_TASK PROMPT:_ Using the records below, transcribe word for word the stretch from the line that contains "if let Some(score)" through the line that contains "return Ok(entries", both end lines included, and nothing else.

---- RECORDED DATA

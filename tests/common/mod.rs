use axum::Router;

pub async fn create_test_app() -> Router {
    std::env::set_var("DATABASE_URL", "");
    std::env::remove_var("REDIS_URL");
    std::env::remove_var("SEARCH_URL");

    pinglun_backend_rust::create_app().await
}
use pinglun_backend_rust::leaderboard::{Leaderboard, MemoryLeaderboard, Period};

#[tokio::test]
async fn increment_accumulates_and_score_reads_back() {
    let board = Leaderboard::memory();

    board.increment(Period::All, 7, 10).await.unwrap();
    board.increment(Period::All, 7, 13).await.unwrap();

    assert_eq!(board.score(Period::All, 7).await.unwrap(), Some(23));
    assert_eq!(board.score(Period::ThisWeek, 7).await.unwrap(), None);
}

#[tokio::test]
async fn remove_deletes_the_member() {
    let board = Leaderboard::memory();

    board.increment(Period::ThisWeek, 7, 10).await.unwrap();
    board.remove(Period::ThisWeek, 7).await.unwrap();

    assert_eq!(board.score(Period::ThisWeek, 7).await.unwrap(), None);
    assert_eq!(board.rank_info(Period::ThisWeek, 7).await.unwrap().map(|i| i.rank), None);
}

#[tokio::test]
async fn equal_scores_share_the_last_members_rank() {
    let board = Leaderboard::memory();

    // One user above the tie group, one below.
    board.increment(Period::All, 201, 50).await.unwrap();
    for user_id in [101, 102, 103] {
        board.increment(Period::All, user_id, 30).await.unwrap();
    }
    board.increment(Period::All, 104, 10).await.unwrap();

    for user_id in [101, 102, 103] {
        let info = board.rank_info(Period::All, user_id).await.unwrap().unwrap();
        assert_eq!(info.rank, 2, "user {user_id} should share rank 2");
        assert_eq!(info.score, 30);
    }

    let top = board.rank_info(Period::All, 201).await.unwrap().unwrap();
    assert_eq!(top.rank, 1);

    let bottom = board.rank_info(Period::All, 104).await.unwrap().unwrap();
    assert_eq!(bottom.rank, 5);
}

#[tokio::test]
async fn lone_tie_group_reports_rank_one_for_all() {
    let board = Leaderboard::memory();

    // Inserted in order X, Y, Z with the same score.
    for user_id in [101, 102, 103] {
        board.increment(Period::All, user_id, 42).await.unwrap();
    }

    for user_id in [101, 102, 103] {
        let info = board.rank_info(Period::All, user_id).await.unwrap().unwrap();
        assert_eq!(info.rank, 1);
    }
}

#[tokio::test]
async fn ratio_reflects_position_in_the_field() {
    let board = Leaderboard::memory();

    for (user_id, score) in [(1, 100), (2, 90), (3, 80), (4, 70)] {
        board.increment(Period::All, user_id, score).await.unwrap();
    }

    let first = board.rank_info(Period::All, 1).await.unwrap().unwrap();
    assert_eq!(first.ratio, 25);

    let last = board.rank_info(Period::All, 4).await.unwrap().unwrap();
    assert_eq!(last.ratio, 100);
}

#[test]
fn reads_fall_back_to_the_copy_key() {
    let board = MemoryLeaderboard::new();

    board.increment(Period::All, 7, 23);
    board.drop_key("rank:user:all");

    // Member must still resolve through the shadow copy.
    assert_eq!(board.score(Period::All, 7), Some(23));

    let info = board.rank_info(Period::All, 7).unwrap();
    assert_eq!(info.score, 23);
    assert_eq!(info.rank, 1);

    board.drop_key("rank:user:all:copy");
    assert_eq!(board.score(Period::All, 7), None);
}

#[test]
fn mutations_hit_primary_and_copy_together() {
    let board = MemoryLeaderboard::new();

    board.increment(Period::All, 7, 10);
    board.remove(Period::All, 7);

    // Nothing left behind in either key.
    board.drop_key("rank:user:all");
    assert_eq!(board.score(Period::All, 7), None);
}

#[tokio::test]
async fn reverse_range_pages_highest_first() {
    let board = Leaderboard::memory();

    for (user_id, score) in [(1, 10), (2, 30), (3, 20), (4, 40)] {
        board.increment(Period::All, user_id, score).await.unwrap();
    }

    let top_two = board
        .reverse_range_with_scores(Period::All, 0, 1)
        .await
        .unwrap();
    assert_eq!(top_two, vec![(4, 40), (2, 30)]);

    let rest = board
        .reverse_range_with_scores(Period::All, 2, 3)
        .await
        .unwrap();
    assert_eq!(rest, vec![(3, 20), (1, 10)]);

    assert_eq!(board.cardinality(Period::All).await.unwrap(), 4);
}

#[tokio::test]
async fn periods_are_independent() {
    let board = Leaderboard::memory();

    board.increment(Period::All, 7, 33).await.unwrap();
    board.increment(Period::ThisWeek, 7, 13).await.unwrap();

    assert_eq!(board.score(Period::All, 7).await.unwrap(), Some(33));
    assert_eq!(board.score(Period::ThisWeek, 7).await.unwrap(), Some(13));
    assert_eq!(board.score(Period::LastWeek, 7).await.unwrap(), None);
}
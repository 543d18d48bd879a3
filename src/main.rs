use std::net::SocketAddr;
use std::sync::Arc;

use tower_http::{cors::CorsLayer, trace::TraceLayer};

use pinglun_backend_rust::config::Config;
use pinglun_backend_rust::db::DatabaseProxy;
use pinglun_backend_rust::logging;
use pinglun_backend_rust::routes;
use pinglun_backend_rust::state::AppState;
use pinglun_backend_rust::workers::WorkerManager;

#[tokio::main]
async fn main() {
    let _ = dotenvy::dotenv();
    let config = Config::from_env();

    let _log_guard = logging::init_tracing(&config.log_level);

    let db_proxy = match DatabaseProxy::from_env().await {
        Ok(proxy) => Some(proxy),
        Err(err) => {
            tracing::warn!(error = %err, "database proxy not initialized");
            None
        }
    };

    let state = AppState::from_env(db_proxy.clone()).await;

    let worker_manager = if let Some(ref proxy) = db_proxy {
        match WorkerManager::new(Arc::clone(proxy), state.leaderboard()).await {
            Ok(manager) => {
                if let Err(e) = manager.start().await {
                    tracing::error!(error = %e, "failed to start workers");
                }
                Some(Arc::new(manager))
            }
            Err(e) => {
                tracing::warn!(error = %e, "worker manager not initialized");
                None
            }
        }
    } else {
        None
    };

    let app = routes::router(state)
        .layer(TraceLayer::new_for_http())
        .layer(CorsLayer::permissive());

    let addr = config.bind_addr();
    tracing::info!(%addr, "pinglun backend listening");

    let listener = tokio::net::TcpListener::bind(addr)
        .await
        .expect("bind listener failed");

    let server = axum::serve(listener, app.into_make_service_with_connect_info::<SocketAddr>())
        .with_graceful_shutdown(shutdown_signal());

    if let Err(e) = server.await {
        tracing::error!(error = %e, "server error");
    }

    tracing::info!("HTTP server stopped, initiating graceful shutdown sequence");

    if let Some(ref manager) = worker_manager {
        manager.stop().await;
    }

    tracing::info!("Graceful shutdown complete");
}

async fn shutdown_signal() {
    let ctrl_c = async {
        tokio::signal::ctrl_c()
            .await
            .expect("failed to install Ctrl+C handler");
    };

    #[cfg(unix)]
    let terminate = async {
        use tokio::signal::unix::{signal, SignalKind};
        let mut sigterm =
            signal(SignalKind::terminate()).expect("failed to install SIGTERM handler");
        sigterm.recv().await;
    };

    #[cfg(not(unix))]
    let terminate = std::future::pending::<()>();

    tokio::select! {
        _ = ctrl_c => {},
        _ = terminate => {},
    }
}
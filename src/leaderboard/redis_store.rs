use redis::aio::MultiplexedConnection;
use redis::AsyncCommands;
use tracing::error;

use crate::leaderboard::keys::period_keys;
use crate::leaderboard::{ratio_of, LeaderboardError, Period, RankInfo};

#[derive(Clone)]
pub struct RedisLeaderboard {
    connection: MultiplexedConnection,
}

impl RedisLeaderboard {
    pub fn new(connection: MultiplexedConnection) -> Self {
        Self { connection }
    }

    pub async fn connect(redis_url: &str) -> Result<Self, redis::RedisError> {
        let client = redis::Client::open(redis_url)?;
        let connection = client.get_multiplexed_tokio_connection().await?;
        Ok(Self::new(connection))
    }

    pub async fn increment(
        &self,
        period: Period,
        user_id: i64,
        delta: i64,
    ) -> Result<(), LeaderboardError> {
        let member = user_id.to_string();
        let [primary, copy] = period_keys(period);
        let mut conn = self.connection.clone();

        let _: f64 = conn.zincr(primary, &member, delta).await?;

        // The shadow key must follow the primary. One immediate retry, then
        // the divergence is logged with enough context for reset_rank to
        // repair it later.
        let copy_result: Result<f64, _> = conn.zincr(copy, &member, delta).await;
        if copy_result.is_err() {
            let retry: Result<f64, _> = conn.zincr(copy, &member, delta).await;
            if let Err(err) = retry {
                error!(
                    period = period.as_str(),
                    user_id,
                    delta,
                    error = %err,
                    "leaderboard copy increment failed after primary succeeded"
                );
                return Err(LeaderboardError::Inconsistent {
                    context: format!(
                        "zincrby {} user={} delta={}",
                        period.as_str(),
                        user_id,
                        delta
                    ),
                });
            }
        }

        Ok(())
    }

    pub async fn remove(&self, period: Period, user_id: i64) -> Result<(), LeaderboardError> {
        let member = user_id.to_string();
        let [primary, copy] = period_keys(period);
        let mut conn = self.connection.clone();

        let _: u64 = conn.zrem(primary, &member).await?;

        let copy_result: Result<u64, _> = conn.zrem(copy, &member).await;
        if copy_result.is_err() {
            let retry: Result<u64, _> = conn.zrem(copy, &member).await;
            if let Err(err) = retry {
                error!(
                    period = period.as_str(),
                    user_id,
                    error = %err,
                    "leaderboard copy removal failed after primary succeeded"
                );
                return Err(LeaderboardError::Inconsistent {
                    context: format!("zrem {} user={}", period.as_str(), user_id),
                });
            }
        }

        Ok(())
    }

    /// Member score with primary-then-copy fallback: a member missing from
    /// the primary is looked up in the copy before being declared absent.
    pub async fn score(
        &self,
        period: Period,
        user_id: i64,
    ) -> Result<Option<i64>, LeaderboardError> {
        let member = user_id.to_string();
        let mut conn = self.connection.clone();

        for key in period_keys(period) {
            let score: Option<f64> = conn.zscore(key, &member).await?;
            if let Some(score) = score {
                return Ok(Some(score as i64));
            }
        }

        Ok(None)
    }

    pub async fn rank_info(
        &self,
        period: Period,
        user_id: i64,
    ) -> Result<Option<RankInfo>, LeaderboardError> {
        let Some(score) = self.score(period, user_id).await? else {
            return Ok(None);
        };

        let mut conn = self.connection.clone();
        let keys = period_keys(period);

        let mut peers: Vec<String> = Vec::new();
        for key in keys {
            let members: Vec<String> = conn.zrangebyscore(key, score, score).await?;
            if !members.is_empty() {
                peers = members;
                break;
            }
        }

        // Equal-score members all report the rank of the last member in the
        // range, so insertion order never opens artificial gaps.
        let Some(last_peer) = peers.last() else {
            return Ok(None);
        };

        let mut reverse_rank: Option<i64> = None;
        for key in keys {
            let rank: Option<i64> = conn.zrevrank(key, last_peer).await?;
            if rank.is_some() {
                reverse_rank = rank;
                break;
            }
        }

        let Some(reverse_rank) = reverse_rank else {
            return Ok(None);
        };

        let rank = (reverse_rank + 1) as u64;
        let total = self.cardinality(period).await?;

        Ok(Some(RankInfo {
            score,
            rank,
            ratio: ratio_of(rank, total),
        }))
    }

    pub async fn cardinality(&self, period: Period) -> Result<u64, LeaderboardError> {
        let [primary, _] = period_keys(period);
        let mut conn = self.connection.clone();
        let total: u64 = conn.zcard(primary).await?;
        Ok(total)
    }

    pub async fn reverse_range_with_scores(
        &self,
        period: Period,
        start: i64,
        stop: i64,
    ) -> Result<Vec<(i64, i64)>, LeaderboardError> {
        let mut conn = self.connection.clone();

        for key in period_keys(period) {
            let entries: Vec<(String, f64)> = conn
                .zrevrange_withscores(key, start as isize, stop as isize)
                .await?;
            if !entries.is_empty() {
                return Ok(entries
                    .into_iter()
                    .filter_map(|(member, score)| {
                        member.parse::<i64>().ok().map(|id| (id, score as i64))
                    })
                    .collect());
            }
        }

        Ok(Vec::new())
    }
}
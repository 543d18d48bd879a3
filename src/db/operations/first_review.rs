use sqlx::{PgExecutor, Postgres, Row, Transaction};

/// Ledger of which user wrote the chronologically-first review of a product.
/// The primary key on "productId" guarantees at most one active record.
#[derive(Debug, Clone)]
pub struct FirstReviewRecord {
    pub product_id: i64,
    pub user_id: i64,
    pub timestamp: String,
}

/// Attempts to claim the first-review slot for a product. A concurrent
/// writer who already claimed it makes this a no-op and the caller is
/// simply not first; that race is expected and not an error.
pub async fn record_if_first(
    executor: impl PgExecutor<'_>,
    product_id: i64,
    user_id: i64,
    timestamp: &str,
) -> Result<bool, sqlx::Error> {
    let result = sqlx::query(
        r#"INSERT INTO "review_first_log" ("productId","userId","timestamp")
           VALUES ($1, $2, $3)
           ON CONFLICT ("productId") DO NOTHING"#,
    )
    .bind(product_id)
    .bind(user_id)
    .bind(timestamp)
    .execute(executor)
    .await?;

    Ok(result.rows_affected() == 1)
}

pub async fn get_holder(
    executor: impl PgExecutor<'_>,
    product_id: i64,
) -> Result<Option<FirstReviewRecord>, sqlx::Error> {
    let row = sqlx::query(
        r#"SELECT "productId","userId","timestamp"
           FROM "review_first_log" WHERE "productId" = $1 LIMIT 1"#,
    )
    .bind(product_id)
    .fetch_optional(executor)
    .await?;

    Ok(row.map(|r| FirstReviewRecord {
        product_id: r.try_get("productId").unwrap_or_default(),
        user_id: r.try_get("userId").unwrap_or_default(),
        timestamp: r.try_get("timestamp").unwrap_or_default(),
    }))
}

pub async fn delete_record(
    tx: &mut Transaction<'_, Postgres>,
    product_id: i64,
) -> Result<(), sqlx::Error> {
    sqlx::query(r#"DELETE FROM "review_first_log" WHERE "productId" = $1"#)
        .bind(product_id)
        .execute(&mut **tx)
        .await?;
    Ok(())
}

pub async fn insert_record(
    tx: &mut Transaction<'_, Postgres>,
    product_id: i64,
    user_id: i64,
    timestamp: &str,
) -> Result<(), sqlx::Error> {
    sqlx::query(
        r#"INSERT INTO "review_first_log" ("productId","userId","timestamp")
           VALUES ($1, $2, $3)"#,
    )
    .bind(product_id)
    .bind(user_id)
    .bind(timestamp)
    .execute(&mut **tx)
    .await?;
    Ok(())
}

pub async fn list_timestamps_for_user(
    executor: impl PgExecutor<'_>,
    user_id: i64,
) -> Result<Vec<String>, sqlx::Error> {
    let rows = sqlx::query(
        r#"SELECT "timestamp" FROM "review_first_log" WHERE "userId" = $1"#,
    )
    .bind(user_id)
    .fetch_all(executor)
    .await?;

    Ok(rows
        .iter()
        .filter_map(|row| row.try_get("timestamp").ok())
        .collect())
}
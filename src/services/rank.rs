use serde::Serialize;

use crate::leaderboard::{Leaderboard, LeaderboardError, Period};
use crate::services::points::ReviewPoints;

/// Payload behind a "you moved up" popup. Emitted at most once per scored
/// review event and period.
#[derive(Debug, Clone, Copy, Serialize)]
#[serde(rename_all = "camelCase")]
pub struct MilestoneResult {
    pub rank: u64,
    pub score: i64,
    pub upgrade_range: i64,
    pub ratio: u64,
}

#[derive(Debug, Clone, Serialize)]
#[serde(rename_all = "camelCase")]
pub struct Reward {
    pub title: String,
    pub point: i64,
}

pub fn score_delta(points: &ReviewPoints, is_multiple: bool, is_first: bool) -> i64 {
    points.review_point
        + if is_multiple { points.multiple_bonus_point } else { 0 }
        + if is_first { points.first_bonus_point } else { 0 }
}

/// Band-scaled milestone policy. Single digits only notify on landing at
/// 5, 3, 2 or 1; deeper ranks notify when the updated rank crosses into a
/// different bucket of its magnitude band. Users near the top hear about
/// smaller movements than users deep in the tail.
pub fn should_notify(previous_rank: u64, updated_rank: u64) -> bool {
    match updated_rank {
        1..=9 => matches!(updated_rank, 5 | 3 | 2 | 1),
        10..=99 => previous_rank / 10 != updated_rank / 10,
        100..=999 => previous_rank / 100 != updated_rank / 100,
        1000..=9999 => previous_rank / 1000 != updated_rank / 1000,
        _ => previous_rank / 10000 != updated_rank / 10000,
    }
}

/// Applies one review event's score to a period and decides whether the
/// resulting rank movement is milestone-worthy. A user's very first
/// appearance on the board always is.
pub async fn update_rank_point(
    leaderboard: &Leaderboard,
    period: Period,
    user_id: i64,
    is_multiple: bool,
    is_first: bool,
    points: &ReviewPoints,
) -> Result<Option<MilestoneResult>, LeaderboardError> {
    let previous = leaderboard.rank_info(period, user_id).await?;

    let delta = score_delta(points, is_multiple, is_first);
    leaderboard.increment(period, user_id, delta).await?;

    let Some(updated) = leaderboard.rank_info(period, user_id).await? else {
        return Ok(None);
    };

    match previous {
        None => {
            let total = leaderboard.cardinality(period).await?;
            Ok(Some(MilestoneResult {
                rank: updated.rank,
                score: updated.score,
                upgrade_range: total as i64 - updated.rank as i64,
                ratio: updated.ratio,
            }))
        }
        Some(previous) => {
            let upgrade_range = previous.rank as i64 - updated.rank as i64;
            if upgrade_range == 0 {
                return Ok(None);
            }

            if should_notify(previous.rank, updated.rank) {
                Ok(Some(MilestoneResult {
                    rank: updated.rank,
                    score: updated.score,
                    upgrade_range,
                    ratio: updated.ratio,
                }))
            } else {
                Ok(None)
            }
        }
    }
}

/// Reward breakdown shown alongside the milestone check. The base entry is
/// always present; the bonuses collapse into one combined entry.
pub fn get_rewards(points: &ReviewPoints, is_multiple: bool, is_first: bool) -> Vec<Reward> {
    let mut rewards = vec![Reward {
        title: "完成点评".to_string(),
        point: points.review_point,
    }];

    let mut bonus = 0;
    if is_multiple {
        bonus += points.multiple_bonus_point;
    }
    if is_first {
        bonus += points.first_bonus_point;
    }

    if bonus > 0 {
        rewards.push(Reward {
            title: "额外奖励".to_string(),
            point: bonus,
        });
    }

    rewards
}

#[cfg(test)]
mod tests {
    use super::*;

    fn points() -> ReviewPoints {
        ReviewPoints {
            review_point: 10,
            multiple_bonus_point: 3,
            first_bonus_point: 3,
        }
    }

    #[test]
    fn delta_composition() {
        assert_eq!(score_delta(&points(), false, false), 10);
        assert_eq!(score_delta(&points(), true, false), 13);
        assert_eq!(score_delta(&points(), false, true), 13);
        assert_eq!(score_delta(&points(), true, true), 16);
    }

    #[test]
    fn single_digit_ranks_only_notify_on_landmarks() {
        assert!(!should_notify(12, 9));
        assert!(!should_notify(12, 8));
        assert!(should_notify(12, 5));
        assert!(should_notify(4, 2));
        assert!(should_notify(4, 3));
        assert!(should_notify(2, 1));
        assert!(!should_notify(7, 6));
    }

    #[test]
    fn tens_band_notifies_on_bucket_change() {
        assert!(should_notify(150, 95));
        assert!(should_notify(25, 19));
        assert!(!should_notify(19, 15));
        assert!(!should_notify(99, 90));
    }

    #[test]
    fn deeper_bands_use_their_own_bucket_size() {
        assert!(should_notify(1100, 999));
        assert!(!should_notify(980, 920));
        assert!(should_notify(2500, 1999));
        assert!(!should_notify(1999, 1001));
        assert!(should_notify(25000, 19999));
        assert!(!should_notify(19999, 10001));
    }

    #[test]
    fn rewards_always_include_the_base_entry() {
        let rewards = get_rewards(&points(), false, false);
        assert_eq!(rewards.len(), 1);
        assert_eq!(rewards[0].point, 10);
    }

    #[test]
    fn bonuses_collapse_into_one_entry() {
        let rewards = get_rewards(&points(), true, true);
        assert_eq!(rewards.len(), 2);
        assert_eq!(rewards[1].point, 6);

        let rewards = get_rewards(&points(), true, false);
        assert_eq!(rewards[1].point, 3);
    }
}
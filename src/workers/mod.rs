#![allow(dead_code)]

mod rank_repair;

use std::sync::atomic::{AtomicBool, Ordering};
use std::sync::Arc;

use tokio::sync::{broadcast, Mutex};
use tokio_cron_scheduler::{Job, JobScheduler};
use tracing::{error, info, warn};

use crate::db::DatabaseProxy;
use crate::leaderboard::Leaderboard;

static WORKER_LEADER: AtomicBool = AtomicBool::new(false);

pub fn is_worker_leader() -> bool {
    WORKER_LEADER.load(Ordering::Relaxed)
}

fn set_worker_leader(val: bool) {
    WORKER_LEADER.store(val, Ordering::Relaxed);
}

pub struct WorkerManager {
    scheduler: Mutex<JobScheduler>,
    shutdown_tx: broadcast::Sender<()>,
    db_proxy: Arc<DatabaseProxy>,
    leaderboard: Arc<Leaderboard>,
}

impl WorkerManager {
    pub async fn new(
        db_proxy: Arc<DatabaseProxy>,
        leaderboard: Arc<Leaderboard>,
    ) -> Result<Self, WorkerError> {
        let scheduler = JobScheduler::new().await.map_err(WorkerError::Scheduler)?;
        let (shutdown_tx, _) = broadcast::channel(1);
        Ok(Self {
            scheduler: Mutex::new(scheduler),
            shutdown_tx,
            db_proxy,
            leaderboard,
        })
    }

    pub async fn start(&self) -> Result<(), WorkerError> {
        let leader = std::env::var("WORKER_LEADER")
            .map(|v| v == "true" || v == "1")
            .unwrap_or(false);

        if !leader {
            info!("WORKER_LEADER not set, skipping worker startup");
            return Ok(());
        }

        set_worker_leader(true);
        info!("Starting workers (leader mode)");

        let enable_rank_repair = std::env::var("ENABLE_RANK_REPAIR_WORKER")
            .map(|v| v != "false" && v != "0")
            .unwrap_or(true);

        let scheduler = self.scheduler.lock().await;

        if enable_rank_repair {
            let schedule = std::env::var("RANK_REPAIR_SCHEDULE")
                .unwrap_or_else(|_| "0 * * * * *".to_string());
            let db = Arc::clone(&self.db_proxy);
            let leaderboard = Arc::clone(&self.leaderboard);
            let shutdown_rx = self.shutdown_tx.subscribe();
            let job = Job::new_async(&schedule, move |_uuid, _lock| {
                let db = Arc::clone(&db);
                let leaderboard = Arc::clone(&leaderboard);
                let mut rx = shutdown_rx.resubscribe();
                Box::pin(async move {
                    tokio::select! {
                        _ = rx.recv() => {},
                        result = rank_repair::process_pending_repairs(db, leaderboard) => {
                            if let Err(e) = result {
                                error!(error = %e, "Rank repair worker error");
                            }
                        }
                    }
                })
            })
            .map_err(WorkerError::Scheduler)?;
            scheduler.add(job).await.map_err(WorkerError::Scheduler)?;
            info!(schedule = %schedule, "Rank repair worker scheduled");
        }

        scheduler.start().await.map_err(WorkerError::Scheduler)?;
        info!("All workers started");

        Ok(())
    }

    pub async fn stop(&self) {
        if !is_worker_leader() {
            return;
        }

        info!("Stopping workers...");
        let _ = self.shutdown_tx.send(());

        let mut scheduler = self.scheduler.lock().await;
        if let Err(e) = scheduler.shutdown().await {
            warn!(error = %e, "Error shutting down scheduler");
        }

        set_worker_leader(false);
        info!("Workers stopped");
    }
}

#[derive(Debug, thiserror::Error)]
pub enum WorkerError {
    #[error("Scheduler error: {0}")]
    Scheduler(#[from] tokio_cron_scheduler::JobSchedulerError),
    #[error("Database error: {0}")]
    Database(#[from] sqlx::Error),
}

--------

_SOLUTION TO THIS PROBLEM:_
            if let Some(score) = score {
                return Ok(Some(score as i64));
            }
        }

        Ok(None)
    }

    pub async fn rank_info(
        &self,
        period: Period,
        user_id: i64,
    ) -> Result<Option<RankInfo>, LeaderboardError> {
        let Some(score) = self.score(period, user_id).await? else {
            return Ok(None);
        };

        let mut conn = self.connection.clone();
        let keys = period_keys(period);

        let mut peers: Vec<String> = Vec::new();
        for key in keys {
            let members: Vec<String> = conn.zrangebyscore(key, score, score).await?;
            if !members.is_empty() {
                peers = members;
                break;
            }
        }

        // Equal-score members all report the rank of the last member in the
        // range, so insertion order never opens artificial gaps.
        let Some(last_peer) = peers.last() else {
            return Ok(None);
        };

        let mut reverse_rank: Option<i64> = None;
        for key in keys {
            let rank: Option<i64> = conn.zrevrank(key, last_peer).await?;
            if rank.is_some() {
                reverse_rank = rank;
                break;
            }
        }

        let Some(reverse_rank) = reverse_rank else {
            return Ok(None);
        };

        let rank = (reverse_rank + 1) as u64;
        let total = self.cardinality(period).await?;

        Ok(Some(RankInfo {
            score,
            rank,
            ratio: ratio_of(rank, total),
        }))
    }

    pub async fn cardinality(&self, period: Period) -> Result<u64, LeaderboardError> {
        let [primary, _] = period_keys(period);
        let mut conn = self.connection.clone();
        let total: u64 = conn.zcard(primary).await?;
        Ok(total)
    }

    pub async fn reverse_range_with_scores(
        &self,
        period: Period,
        start: i64,
        stop: i64,
    ) -> Result<Vec<(i64, i64)>, LeaderboardError> {
        let mut conn = self.connection.clone();

        for key in period_keys(period) {
            let entries: Vec<(String, f64)> = conn
                .zrevrange_withscores(key, start as isize, stop as isize)
                .await?;
            if !entries.is_empty() {
                return Ok(entries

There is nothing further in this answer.